James: What are the benefits of PMS?

Mathew: If you are too busy to give your investments the attention it needs or if you are inexperienced, having a professional run your portfolio may be a good solution. This is because your money gets invested in a concentrated portfolio, according to your risk appetite and personal investment goals. When you opt for a PMS, a bank account, Demat account, and trading account are separately opened in your name and all investments are made in your name. Any income or dividend coming from the investment is also be credited in your bank account and the shares will be held in the Demat account in your name.

James: Is there a minimum investment amount for PMS?

Mathew: As PMS is a service for HNI investors, the minimum investment required is Rs. 50 lakhs, as revised by SEBI recently.

James: How do I monitor my investments?

Mathew: Market regulator SEBI has made it mandatory for portfolio manager to provide investors with regular performance reports. And today most portfolio managers provided clients with online access. The transaction details and performance summary can be viewed by 24X7.

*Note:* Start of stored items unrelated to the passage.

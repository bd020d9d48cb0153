//! B-tree index reader
//!
//! [`BtreeIndex`] descends a built tree to find the chain for a folded
//! target, walking under the index file's mutex because the seek cursor is
//! shared between every concurrent reader. The root node is decompressed
//! once, on the first lookup, and kept for the reader's lifetime; all other
//! nodes are read transiently.

use std::cmp::Ordering;
use std::sync::{Arc, OnceLock};

use anyhow::Result;
use tokio::sync::{Mutex, MutexGuard};

use super::node::{read_cstr_at, read_node, read_u32_at, INTERNAL_NODE_MARK, U32_SIZE};
use super::search;
use super::{IndexError, IndexInfo, WordArticleLink};
use crate::dict::WordSearchRequest;
use crate::folding;
use crate::io::file::IndexFile;

/// Where a located chain lives: a decoded leaf image plus the offset of the
/// chain's size word within it, and the leaf's forward link for walking on.
pub(crate) struct ChainLocation {
    pub(crate) leaf: Arc<Vec<u8>>,
    pub(crate) offset: usize,
    pub(crate) next_leaf: u32,
    pub(crate) exact_match: bool,
}

/// A reader over an on-disk btree index.
///
/// Clones are cheap and share the file handle, its mutex and the cached
/// root node; background searches run against such clones.
#[derive(Clone, Debug, Default)]
pub struct BtreeIndex {
    file: Option<Arc<Mutex<IndexFile>>>,
    node_size: u32,
    root_offset: u32,
    root_node: Arc<OnceLock<Arc<Vec<u8>>>>,
}

impl BtreeIndex {
    /// An unbound reader. Lookups fail with [`IndexError::IndexWasNotOpened`]
    /// until [`open_index`](Self::open_index) is called.
    pub fn new() -> Self {
        Self::default()
    }

    /// Bind the reader to a built tree inside `file` and drop any previously
    /// cached root node.
    pub fn open_index(&mut self, info: IndexInfo, file: Arc<Mutex<IndexFile>>) {
        self.node_size = info.fanout;
        self.root_offset = info.root_offset;
        self.file = Some(file);
        self.root_node = Arc::new(OnceLock::new());
    }

    /// Exact-match lookup: the chain registered under the folded form of
    /// `word`, filtered down to records whose full headword case-folds to
    /// the query, with prefixes merged in.
    pub async fn find_articles(&self, word: &str) -> Result<Vec<WordArticleLink>> {
        let folded = folding::apply(word);

        let mut result = match self.find_chain(&folded).await? {
            Some(location) if location.exact_match => {
                read_chain(&location.leaf, location.offset)?.0
            }
            _ => return Ok(Vec::new()),
        };

        antialias(word, &mut result);
        Ok(result)
    }

    /// Start an asynchronous prefix search: every headword whose folded form
    /// starts with the folded `word`, middle matches included.
    pub fn prefix_match(&self, word: &str, max_results: usize) -> WordSearchRequest {
        search::spawn(self.clone(), word.to_string(), 0, None, true, max_results)
    }

    /// Start an asynchronous stemmed search: like a prefix search, but the
    /// folded target is retried with up to `max_suffix_variation` trailing
    /// characters chopped off (never below `min_length` characters), and
    /// matches longer than the original target by more than the variation
    /// are dropped. Middle matches are excluded.
    pub fn stemmed_match(
        &self,
        word: &str,
        min_length: usize,
        max_suffix_variation: usize,
        max_results: usize,
    ) -> WordSearchRequest {
        search::spawn(
            self.clone(),
            word.to_string(),
            min_length,
            Some(max_suffix_variation),
            false,
            max_results,
        )
    }

    pub(crate) fn shared_file(&self) -> Result<Arc<Mutex<IndexFile>>, IndexError> {
        self.file.as_ref().cloned().ok_or(IndexError::IndexWasNotOpened)
    }

    /// Locate the chain whose folded key equals `target`, or the first chain
    /// whose key is lexicographically past it. `None` when the tree is empty
    /// or the target sorts after every key.
    pub(crate) async fn find_chain(&self, target: &str) -> Result<Option<ChainLocation>> {
        let file = self.shared_file()?;
        // The whole descent runs under the file mutex: the handle's seek
        // cursor is shared with every other reader.
        let mut file = file.lock().await;
        self.find_chain_with_lock(&mut file, target).await
    }

    async fn find_chain_with_lock(
        &self,
        file: &mut MutexGuard<'_, IndexFile>,
        target: &str,
    ) -> Result<Option<ChainLocation>> {
        let root = match self.root_node.get() {
            Some(root) => root.clone(),
            None => {
                // Load the root once, at the first request. Setters race
                // only in principle: everyone here holds the file mutex.
                let root = Arc::new(read_node(file, self.root_offset).await?);
                let _ = self.root_node.set(root.clone());
                root
            }
        };

        let mut current_offset = self.root_offset;
        let mut node = root;

        loop {
            let head_word = read_u32_at(&node, 0)?;

            if head_word == INTERNAL_NODE_MARK {
                let child = self.pick_child(&node, target)?;
                current_offset = child;
                node = Arc::new(read_node(file, child).await?);
            } else {
                return self
                    .search_leaf(file, node, current_offset, head_word as usize, target)
                    .await;
            }
        }
    }

    /// Binary-search an internal node's pivot region and return the offset
    /// of the child the target descends into.
    fn pick_child(&self, node: &[u8], target: &str) -> Result<u32> {
        let pivots_start = U32_SIZE * (self.node_size as usize + 2);
        let pivots = node
            .get(pivots_start..)
            .ok_or(IndexError::CorruptedChainData)?;
        if pivots.is_empty() {
            return Err(IndexError::CorruptedChainData.into());
        }

        // Shoot at the middle of the NUL-separated string region, scan back
        // to the start of the string we hit, and narrow from there.
        let mut window = 0;
        let mut window_size = pivots.len();

        let (closest, outcome) = loop {
            let test_point = window + window_size / 2;

            let mut closest = test_point;
            while closest > 0 && pivots[closest - 1] != 0 {
                closest -= 1;
            }

            let (pivot, after) = read_cstr_at(pivots, closest)?;

            match target.cmp(pivot) {
                Ordering::Equal => break (closest, Ordering::Equal),
                Ordering::Less => {
                    window_size = closest - window;
                    if window_size == 0 {
                        break (closest, Ordering::Less);
                    }
                }
                Ordering::Greater => {
                    window_size -= after - window;
                    window = after;
                    if window_size == 0 {
                        break (closest, Ordering::Greater);
                    }
                }
            }
        };

        // The pivot's index is the number of strings before it.
        let entry = pivots[..closest].iter().filter(|b| **b == 0).count();

        // Equal keys live in the right subtree, so both the equal and the
        // greater outcome descend to the pivot's right child.
        let child_index = match outcome {
            Ordering::Less => entry,
            _ => entry + 1,
        };

        read_u32_at(node, U32_SIZE * (1 + child_index))
    }

    /// Binary-search a leaf's chains for the target, re-deriving each folded
    /// key from the stored (original) head word.
    async fn search_leaf(
        &self,
        file: &mut MutexGuard<'_, IndexFile>,
        node: Arc<Vec<u8>>,
        current_offset: u32,
        leaf_entries: usize,
        target: &str,
    ) -> Result<Option<ChainLocation>> {
        // If this leaf is the root there is no next leaf, it just can't be.
        // The cursor check matters too: the root was precached, so the
        // file's position indicator is only meaningful for nodes read just
        // now.
        let next_leaf = if current_offset != self.root_offset {
            file.read_u32().await?
        } else {
            0
        };

        if leaf_entries == 0 {
            // Empty leaves exist only in entirely empty trees.
            if current_offset != self.root_offset {
                return Err(IndexError::CorruptedChainData.into());
            }
            return Ok(None);
        }

        // Collect the offset of every chain's size word.
        let mut chain_offsets = Vec::with_capacity(leaf_entries);
        let mut pos = U32_SIZE;
        for _ in 0..leaf_entries {
            chain_offsets.push(pos);
            let chain_size = read_u32_at(&node, pos)? as usize;
            pos = pos
                .checked_add(U32_SIZE + chain_size)
                .ok_or(IndexError::CorruptedChainData)?;
            if pos > node.len() {
                return Err(IndexError::CorruptedChainData.into());
            }
        }

        let mut window = 0;
        let mut window_size = leaf_entries;

        loop {
            let candidate = window + window_size / 2;
            let offset = chain_offsets[candidate];

            let (word, _) = read_cstr_at(&node, offset + U32_SIZE)?;
            let folded_word = folding::apply(word);

            match target.cmp(folded_word.as_str()) {
                Ordering::Equal => {
                    return Ok(Some(ChainLocation {
                        leaf: node,
                        offset,
                        next_leaf,
                        exact_match: true,
                    }));
                }
                Ordering::Less => {
                    window_size /= 2;
                    if window_size == 0 {
                        // The target lands before the last tested chain;
                        // that chain is the prefix candidate.
                        return Ok(Some(ChainLocation {
                            leaf: node,
                            offset,
                            next_leaf,
                            exact_match: false,
                        }));
                    }
                }
                Ordering::Greater => {
                    window_size -= window_size / 2 + 1;
                    if window_size == 0 {
                        // The target lands after the last tested chain: the
                        // candidate is the next one, possibly in the next
                        // leaf.
                        if candidate + 1 < chain_offsets.len() {
                            return Ok(Some(ChainLocation {
                                leaf: node,
                                offset: chain_offsets[candidate + 1],
                                next_leaf,
                                exact_match: false,
                            }));
                        }
                        if next_leaf != 0 {
                            let following = Arc::new(read_node(file, next_leaf).await?);
                            let following_link = file.read_u32().await?;
                            return Ok(Some(ChainLocation {
                                leaf: following,
                                offset: U32_SIZE,
                                next_leaf: following_link,
                                exact_match: false,
                            }));
                        }
                        // That was the last leaf.
                        return Ok(None);
                    }
                    window = candidate + 1;
                }
            }
        }
    }
}

/// Parse the chain whose size word sits at `offset` in `buf`. Returns the
/// decoded records and the offset just past the chain.
pub(crate) fn read_chain(buf: &[u8], offset: usize) -> Result<(Vec<WordArticleLink>, usize)> {
    let mut chain_size = read_u32_at(buf, offset)? as usize;
    let mut pos = offset + U32_SIZE;

    let mut result = Vec::new();

    while chain_size > 0 {
        let (word, after_word) = read_cstr_at(buf, pos)?;
        let (prefix, after_prefix) = read_cstr_at(buf, after_word)?;
        let article_offset = read_u32_at(buf, after_prefix)?;

        let record_size = after_prefix + U32_SIZE - pos;
        if chain_size < record_size {
            return Err(IndexError::CorruptedChainData.into());
        }

        result.push(WordArticleLink {
            word: word.to_string(),
            prefix: prefix.to_string(),
            article_offset,
        });

        chain_size -= record_size;
        pos = after_prefix + U32_SIZE;
    }

    Ok((result, pos))
}

/// Drop every record whose recomposed headword does not case-fold to the
/// query, then merge prefixes into words, since that's what callers expect
/// from an exact lookup.
pub(crate) fn antialias(query: &str, chain: &mut Vec<WordArticleLink>) {
    let case_folded = folding::apply_simple_case_only(query);

    chain.retain_mut(|link| {
        let recomposed = format!("{}{}", link.prefix, link.word);
        if folding::apply_simple_case_only(&recomposed) != case_folded {
            return false;
        }
        if !link.prefix.is_empty() {
            link.word = recomposed;
            link.prefix.clear();
        }
        true
    });
}
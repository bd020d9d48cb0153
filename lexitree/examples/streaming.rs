use anyhow::Result;
use futures::StreamExt;

use lexitree::btree::{build_index, IndexedWords};
use lexitree::dict::BtreeDictionary;
use lexitree::io::file::IndexFile;

#[tokio::main]
async fn main() -> Result<()> {
    let mut words = IndexedWords::new();
    for (offset, word) in ["cherry", "apple", "damson", "banana"].iter().enumerate() {
        words.add_single_word(word, offset as u32);
    }

    let mut file = IndexFile::create("streaming.idx").await?;
    let info = build_index(&words, &mut file).await?;
    let dictionary = BtreeDictionary::new("streaming", info, file);

    // Chains stream out in key order, following the leaf links
    let mut chains = dictionary.index().chains().await?;
    while let Some(chain) = chains.next().await {
        for link in chain? {
            println!("{} -> {}", link.word, link.article_offset);
        }
    }

    std::fs::remove_file("streaming.idx")?;
    Ok(())
}
//! Index file functions
//!
//! An index file has the following structure
//!
//! Header
//!   [Node]
//!
//! The Header records the format version plus the fanout and root offset of
//! the btree that follows it. Everything after the header is btree nodes,
//! written by the index builder. Because the header occupies the start of
//! the file, no node ever lands at offset zero, which the leaf forward-link
//! encoding relies on (zero means "no next leaf").

use std::io::SeekFrom;
use std::path::Path;

use anyhow::Result;
use bincode::Options;
use serde::{Deserialize, Serialize};
use thiserror::Error;
use tokio::fs::{File, OpenOptions};
use tokio::io::{AsyncReadExt, AsyncSeekExt, AsyncWriteExt};

use crate::btree::IndexInfo;
use crate::BINCODER;

const FORMAT_VERSION_1: u8 = 1;

const SUPPORTED_VERSIONS: &[u8] = &[FORMAT_VERSION_1];

/// Serialized size of [`FileHeader`] with fixint encoding.
pub const HEADER_SIZE: u64 = 9;

/// Errors specific to index file handling.
#[derive(Error, Debug)]
pub enum FileError {
    /// The header carries a version this build does not understand.
    #[error("file version not supported: {0}")]
    InvalidFileVersion(u8),
}

/// The fixed-size header at the start of every index file.
#[derive(Debug, Serialize, Deserialize)]
pub struct FileHeader {
    version: u8,
    fanout: u32,
    root_offset: u32,
}

impl FileHeader {
    /// Build a header describing a freshly built btree.
    pub fn new(info: IndexInfo) -> Self {
        Self {
            version: FORMAT_VERSION_1,
            fanout: info.fanout,
            root_offset: info.root_offset,
        }
    }

    /// The btree location this header describes.
    pub fn index_info(&self) -> IndexInfo {
        IndexInfo {
            fanout: self.fanout,
            root_offset: self.root_offset,
        }
    }

    /// Read and version-check the header at the start of the file.
    pub async fn read(file: &mut IndexFile) -> Result<Self> {
        file.seek(0).await?;
        let mut buf = vec![0; HEADER_SIZE as usize];
        file.read_exact(&mut buf).await?;
        let header: FileHeader = BINCODER.deserialize(&buf)?;
        if !SUPPORTED_VERSIONS.contains(&header.version) {
            return Err(FileError::InvalidFileVersion(header.version).into());
        }
        Ok(header)
    }

    /// Write the header at the start of the file.
    pub async fn write(&self, file: &mut IndexFile) -> Result<()> {
        let buf = BINCODER.serialize(self)?;
        file.seek(0).await?;
        file.write_all(&buf).await?;
        Ok(())
    }
}

/// An open index file.
///
/// This is the single handle the builder writes through and every reader
/// reads through. The seek cursor is part of the handle, so concurrent
/// readers must serialize access behind one mutex; [`crate::btree::BtreeIndex`]
/// takes care of that.
#[derive(Debug)]
pub struct IndexFile {
    file: File,
}

impl IndexFile {
    /// Create a new index file, truncating any existing one. Space for the
    /// header is reserved and the cursor left just past it, ready for the
    /// builder.
    pub async fn create<P: AsRef<Path>>(path: P) -> Result<Self> {
        let file = OpenOptions::new()
            .read(true)
            .write(true)
            .create(true)
            .truncate(true)
            .open(path.as_ref())
            .await?;

        tracing::debug!("creating index file at: {}", path.as_ref().display());

        let mut this = Self { file };
        this.write_all(&[0; HEADER_SIZE as usize]).await?;
        Ok(this)
    }

    /// Open an existing index file for reading.
    pub async fn open<P: AsRef<Path>>(path: P) -> Result<Self> {
        let file = OpenOptions::new()
            .read(true)
            .write(false)
            .create(false)
            .open(path.as_ref())
            .await?;

        Ok(Self { file })
    }

    /// Move the cursor to an absolute offset.
    pub async fn seek(&mut self, offset: u64) -> Result<()> {
        self.file.seek(SeekFrom::Start(offset)).await?;
        Ok(())
    }

    /// Current cursor position.
    pub async fn tell(&mut self) -> Result<u64> {
        Ok(self.file.stream_position().await?)
    }

    /// Read a little-endian `u32` at the cursor.
    pub async fn read_u32(&mut self) -> Result<u32> {
        Ok(self.file.read_u32_le().await?)
    }

    /// Write a little-endian `u32` at the cursor.
    pub async fn write_u32(&mut self, value: u32) -> Result<()> {
        self.file.write_u32_le(value).await?;
        Ok(())
    }

    /// Fill `buf` from the cursor.
    pub async fn read_exact(&mut self, buf: &mut [u8]) -> Result<()> {
        self.file.read_exact(buf).await?;
        Ok(())
    }

    /// Write `buf` at the cursor.
    pub async fn write_all(&mut self, buf: &[u8]) -> Result<()> {
        self.file.write_all(buf).await?;
        Ok(())
    }

    /// Flush file contents to stable storage.
    pub async fn sync(&self) -> Result<()> {
        self.file.sync_all().await.map_err(|e| e.into())
    }
}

James: What are the tax liabilities in PMS investment?

Mathew: These investments are taxed on the basis of transactions done in individual stocks. STCG of 15% applicable if the profit is realised within a period of 1 year in an individual stock.  If there is any gain after holding 365 days then 10% LTCG is applicable over and above Rs. 1 Lakh.

James: Are there any risks associated with PMS investments?

Mathew: Yes. PMS investments are subject to risk based on the asset class the money gets invested in.